|Michel, A. P.|
|Guelbeogo, W. M.|
|Willard, M. B.|
|Sagnon, N. F.|
|Besansky, N. J.|
Submitted to: Insect Molecular Biology
Publication Type: Peer Reviewed Journal
Publication Acceptance Date: 2/8/2005
Publication Date: 8/20/2005
Citation: Michel, A. P., Guelbeogo, W. M., Grushko, O., Schemerhorn, B.J., Kern, M, Willard, M. B., Sagnon, N. F., Costantini, C., Besansky, N. J. 2005. Molecular differentiation between chromosomally defined incipient species of anopheles funestus. 14(4):375-387. . Insect Molecular Biology.
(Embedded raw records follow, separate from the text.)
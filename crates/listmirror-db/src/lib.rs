//! Destination sinks for listmirror.
//!
//! A [`TableSink`] is the write side of a sync run: it can test its
//! connection, introspect and create tables, and append batches of rows.
//! Two backends are provided, an embedded SQLite file (`sqlx`) and
//! Microsoft SQL Server (`tiberius`).
//!
//! Schema reconciliation ([`schema`]) and batched writing ([`writer`])
//! are backend-independent and work through the trait.

pub mod mssql;
pub mod schema;
pub mod sink;
pub mod sqlite;
pub mod writer;

pub use schema::{derive_columns, ensure_table, ColumnDef, SqlType};
pub use sink::{connect, TableSink};
pub use sqlite::SqliteSink;
pub use writer::{TableWriter, WriteReport};
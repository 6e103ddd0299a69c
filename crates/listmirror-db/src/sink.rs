//! Destination sink capability trait.

use async_trait::async_trait;

use listmirror_core::config::DatabaseSettings;
use listmirror_core::error::SyncResult;
use listmirror_core::record::FieldValue;

use crate::schema::ColumnDef;

/// Write side of a sync run.
///
/// Implementations report failures as [`listmirror_core::SyncError::Database`];
/// the schema reconciler and table writer reclassify them per operation.
/// Methods take `&mut self` because the SQL Server client multiplexes one
/// connection.
#[async_trait]
pub trait TableSink: Send {
    /// Human-readable target description, safe to log.
    fn display_name(&self) -> &str;

    /// Verify the destination is reachable (`SELECT 1`).
    async fn test_connection(&mut self) -> SyncResult<()>;

    /// Check the destination catalog for a table with this name.
    async fn table_exists(&mut self, table: &str) -> SyncResult<bool>;

    /// Column names of an existing table, in declaration order.
    async fn table_columns(&mut self, table: &str) -> SyncResult<Vec<String>>;

    /// Create a table with the given columns. Fails if it already exists.
    async fn create_table(&mut self, table: &str, columns: &[ColumnDef]) -> SyncResult<()>;

    /// Delete every row from the table (full-refresh mode).
    async fn truncate(&mut self, table: &str) -> SyncResult<()>;

    /// Append one batch of rows. Every row must be aligned to `columns`.
    /// Returns the number of rows written.
    async fn insert_batch(
        &mut self,
        table: &str,
        columns: &[String],
        rows: &[Vec<FieldValue>],
    ) -> SyncResult<u64>;
}

/// Connect the backend selected by the configuration.
pub async fn connect(settings: &DatabaseSettings) -> SyncResult<Box<dyn TableSink>> {
    match settings {
        DatabaseSettings::Sqlite(s) => Ok(Box::new(crate::sqlite::SqliteSink::connect(s).await?)),
        DatabaseSettings::SqlServer(s) => {
            Ok(Box::new(crate::mssql::MssqlSink::connect(s).await?))
        }
    }
}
Interpretive Summary: The purpose of this study was to determine how much genetic differentiation there is between collections of malaria carrying mosquitoes in sub-Saharan Africa. We used a combination of both microsatellite loci and direct sequencing. This study has concluded that there are three distinct divisions in the population continent wide. These population divisions roughly coincide with the Eastern, Western and Central regions of Africa. The Eastern area was not as genetically diverse as the other two regions. This suggests there are similar geographical constraints for Anopheles funestus as there have previously been seen in Anopheles gambiae. In the eastern part of Africa, the Rift Valley appears to be a barrier for Anopheles funestus as was seen in Anopheles gambiae. The western division showed a possible population expansion west of the Rift Valley and is likely due as a response to human agricultural practices. This information is vital in the understanding of the spread of resistance to insecticides, the spread of resistance to malaria parasites as well as for any future release of genetically modified mosquitoes.
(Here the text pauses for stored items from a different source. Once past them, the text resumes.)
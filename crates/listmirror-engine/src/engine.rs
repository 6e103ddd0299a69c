//! Host-facing sync engine.

use std::sync::{Arc, Mutex};
use std::time::Duration;

use tokio::task::JoinHandle;
use tracing::{info, instrument, warn};

use listmirror_core::cancel::CancelFlag;
use listmirror_core::config::SyncSettings;
use listmirror_core::error::SyncResult;
use listmirror_core::events::{EventBus, LogLevel, ServiceKind, ServiceState};
use listmirror_core::run::SyncRun;
use listmirror_db::sink;
use listmirror_sharepoint::{SharePointClient, TokenCache};

use crate::cache::ConnectionCache;
use crate::orchestrator::SyncOrchestrator;

/// How long a cached token cache stays associated with a credential set.
const TOKEN_CACHE_TTL: Duration = Duration::from_secs(15 * 60);

struct ActiveRun {
    cancel: CancelFlag,
    handle: JoinHandle<SyncRun>,
}

/// Result of testing both external connections.
#[derive(Debug)]
pub struct ConnectionReport {
    pub sharepoint: SyncResult<()>,
    pub database: SyncResult<()>,
}

impl ConnectionReport {
    /// True when both services answered.
    pub fn all_connected(&self) -> bool {
        self.sharepoint.is_ok() && self.database.is_ok()
    }
}

/// Owns the worker lifecycle: one sync run at a time, cooperative stop,
/// and the cross-run token cache.
pub struct SyncEngine {
    events: EventBus,
    token_caches: ConnectionCache<Arc<TokenCache>>,
    active: Mutex<Option<ActiveRun>>,
}

impl SyncEngine {
    /// Create an engine publishing to the given event bus.
    pub fn new(events: EventBus) -> Self {
        Self {
            events,
            token_caches: ConnectionCache::new(TOKEN_CACHE_TTL),
            active: Mutex::new(None),
        }
    }

    /// Check whether a run is currently active.
    pub fn is_running(&self) -> bool {
        let active = self.active.lock().expect("engine state poisoned");
        active
            .as_ref()
            .map(|run| !run.handle.is_finished())
            .unwrap_or(false)
    }

    /// Start a sync run.
    ///
    /// Returns `Ok(true)` when a worker was spawned and `Ok(false)` when a
    /// run is already active (reported as a warning event, not an error;
    /// start requests are rejected, never queued). Configuration problems
    /// fail with a config error before any worker starts, after emitting a
    /// failure completion event for event-only hosts.
    #[instrument(skip(self, settings))]
    pub async fn start(&self, settings: SyncSettings) -> SyncResult<bool> {
        if self.is_running() {
            warn!("sync already in progress, rejecting start request");
            self.events
                .log("Synchronization already in progress", LogLevel::Warning)
                .await;
            return Ok(false);
        }

        if let Err(e) = settings.validate() {
            self.events
                .log(format!("Configuration invalid: {e}"), LogLevel::Error)
                .await;
            self.events
                .completed(
                    false,
                    format!("Configuration invalid: {e}"),
                    Default::default(),
                )
                .await;
            return Err(e);
        }

        let token_cache = self.token_cache_for(&settings)?;

        let cancel = CancelFlag::new();
        let orchestrator = SyncOrchestrator::new(
            settings,
            self.events.clone(),
            cancel.clone(),
            token_cache,
        );

        let handle = tokio::spawn(async move { orchestrator.run().await });

        let mut active = self.active.lock().expect("engine state poisoned");
        *active = Some(ActiveRun { cancel, handle });

        info!("sync worker started");
        Ok(true)
    }

    /// Request cooperative cancellation of the active run, if any.
    ///
    /// Returns whether a run was active. The worker observes the flag at
    /// its next checkpoint; in-flight calls are not aborted.
    pub async fn stop(&self) -> bool {
        let flagged = {
            let active = self.active.lock().expect("engine state poisoned");
            match active.as_ref() {
                Some(run) if !run.handle.is_finished() => {
                    run.cancel.cancel();
                    true
                }
                _ => false,
            }
        };

        if flagged {
            self.events
                .log("Stopping synchronization", LogLevel::Warning)
                .await;
        } else {
            self.events
                .log("No active synchronization to stop", LogLevel::Info)
                .await;
        }
        flagged
    }

    /// Wait for the active run to reach its terminal phase.
    ///
    /// Returns `None` when no run is active.
    pub async fn wait(&self) -> Option<SyncRun> {
        let run = {
            let mut active = self.active.lock().expect("engine state poisoned");
            active.take()
        }?;

        match run.handle.await {
            Ok(sync_run) => Some(sync_run),
            Err(e) => {
                // A panicking worker still must not poison the engine.
                warn!("sync worker task failed: {e}");
                None
            }
        }
    }

    /// Test both external connections, emitting status events.
    #[instrument(skip(self, settings))]
    pub async fn test_connections(&self, settings: &SyncSettings) -> ConnectionReport {
        let events = &self.events;

        events
            .status(ServiceKind::SharePoint, ServiceState::Connecting)
            .await;
        let sharepoint = match self.token_cache_for(settings) {
            Ok(token_cache) => match SharePointClient::new(settings.sharepoint.clone(), token_cache)
            {
                Ok(client) => client.test_connection().await,
                Err(e) => Err(e),
            },
            Err(e) => Err(e),
        };
        events
            .status(
                ServiceKind::SharePoint,
                if sharepoint.is_ok() {
                    ServiceState::Connected
                } else {
                    ServiceState::Error
                },
            )
            .await;

        events
            .status(ServiceKind::Database, ServiceState::Connecting)
            .await;
        let database = match sink::connect(&settings.database).await {
            Ok(mut sink) => sink.test_connection().await,
            Err(e) => Err(e),
        };
        events
            .status(
                ServiceKind::Database,
                if database.is_ok() {
                    ServiceState::Connected
                } else {
                    ServiceState::Error
                },
            )
            .await;

        ConnectionReport {
            sharepoint,
            database,
        }
    }

    /// Reset cached connectors, forcing fresh ones on the next run.
    pub fn reset_connections(&self) {
        self.token_caches.reset();
    }

    fn token_cache_for(&self, settings: &SyncSettings) -> SyncResult<Arc<TokenCache>> {
        self.token_caches
            .get_or_create(&settings.sharepoint.fingerprint(), || {
                TokenCache::new(settings.sharepoint.clone()).map(Arc::new)
            })
    }
}

#[cfg(test)]
mod tests {
    use super::*;
    use std::path::PathBuf;

    use listmirror_core::config::{
        DatabaseSettings, SharePointSettings, SqliteSettings, DEFAULT_AUTHORITY,
    };
    use listmirror_core::error::SyncError;
    use listmirror_core::events::SyncEvent;

    fn settings() -> SyncSettings {
        SyncSettings {
            sharepoint: SharePointSettings {
                tenant_id: "tenant".to_string(),
                client_id: "client".to_string(),
                client_secret: "secret".to_string().into(),
                site_url: "https://contoso.sharepoint.com/sites/Ops".to_string(),
                list_name: "Tasks".to_string(),
                authority: DEFAULT_AUTHORITY.to_string(),
                page_size: None,
                page_delay_ms: 0,
                connection_timeout_secs: 5,
                max_retries: 0,
            },
            database: DatabaseSettings::Sqlite(SqliteSettings {
                file: PathBuf::from("/tmp/never-created.db"),
            }),
            table_name: "tasks".to_string(),
            create_table: true,
            truncate_before_insert: false,
            batch_size: 500,
            sync_interval_secs: None,
        }
    }

    #[tokio::test]
    async fn test_invalid_config_rejected_before_spawn() {
        let (events, mut rx) = EventBus::channel(16);
        let engine = SyncEngine::new(events);

        let mut bad = settings();
        bad.sharepoint.tenant_id = String::new();

        let err = engine.start(bad).await.unwrap_err();
        assert!(matches!(err, SyncError::Config { .. }));
        assert!(!engine.is_running());

        // Event-only hosts still see a terminal completion.
        let mut saw_completion = false;
        while let Ok(event) = rx.try_recv() {
            if let SyncEvent::Completed { success, .. } = event {
                saw_completion = true;
                assert!(!success);
            }
        }
        assert!(saw_completion);
    }

    #[tokio::test]
    async fn test_stop_without_active_run() {
        let (events, _rx) = EventBus::channel(16);
        let engine = SyncEngine::new(events);

        assert!(!engine.stop().await);
        assert!(engine.wait().await.is_none());
    }
}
Technical Abstract: Anopheles funestus is a primary vector of malaria in Africa south of the Sahara. We assessed its range-wide population genetic structure based on samples from 11 countries, using 10 physically mapped microsatellite loci, 2 per autosome arm and the X (N=548), and 834 bp of the mitochondrial ND5 gene (N=470). On the basis of microsatellite allele frequencies, we found three subdivisions: eastern (coastal Tanzania, Malawi, Mozambique and Madagascar), western (Burkina Faso, Mali, Nigeria and western Kenya), and central (Gabon, coastal Angola). A. funestus from the southwest of Uganda had affinities to all three subdivisions. Mitochondrial DNA (mtDNA) corroborated this structure, although mtDNA gene trees showed less resolution. The eastern subdivision had significantly lower diversity, similar to the pattern found in the co-distributed malaria vector A. gambiae. This suggests that both species have responded to common geographic and/or climatic constraints. The western division showed signatures of population expansion encompassing Kenya west of the Rift Valley through Burkina Faso and Mali. This pattern also bears similarity to A. gambiae, and may reflect a common response to expanding human populations following the development of agriculture. Due to the presumed recent population expansion, the correlation between genetic and geographic distance was weak. Mitochondrial DNA revealed further cryptic subdivision in A. funestus, not detected in the nuclear genome. Mozambique and Madagascar samples contained two mtDNA lineages, designated clade-I and clade-II, that were separated by 2 fixed differences and an average of 2% divergence, which implies that they have evolved independently for ~1 million years. Clade-I was found in all 11 locations, whereas clade-II was sampled only on Madagascar and Mozambique. We suggest that the latter clade may represent mtDNA capture by A. funestus, resulting from historical hybridization with a related species.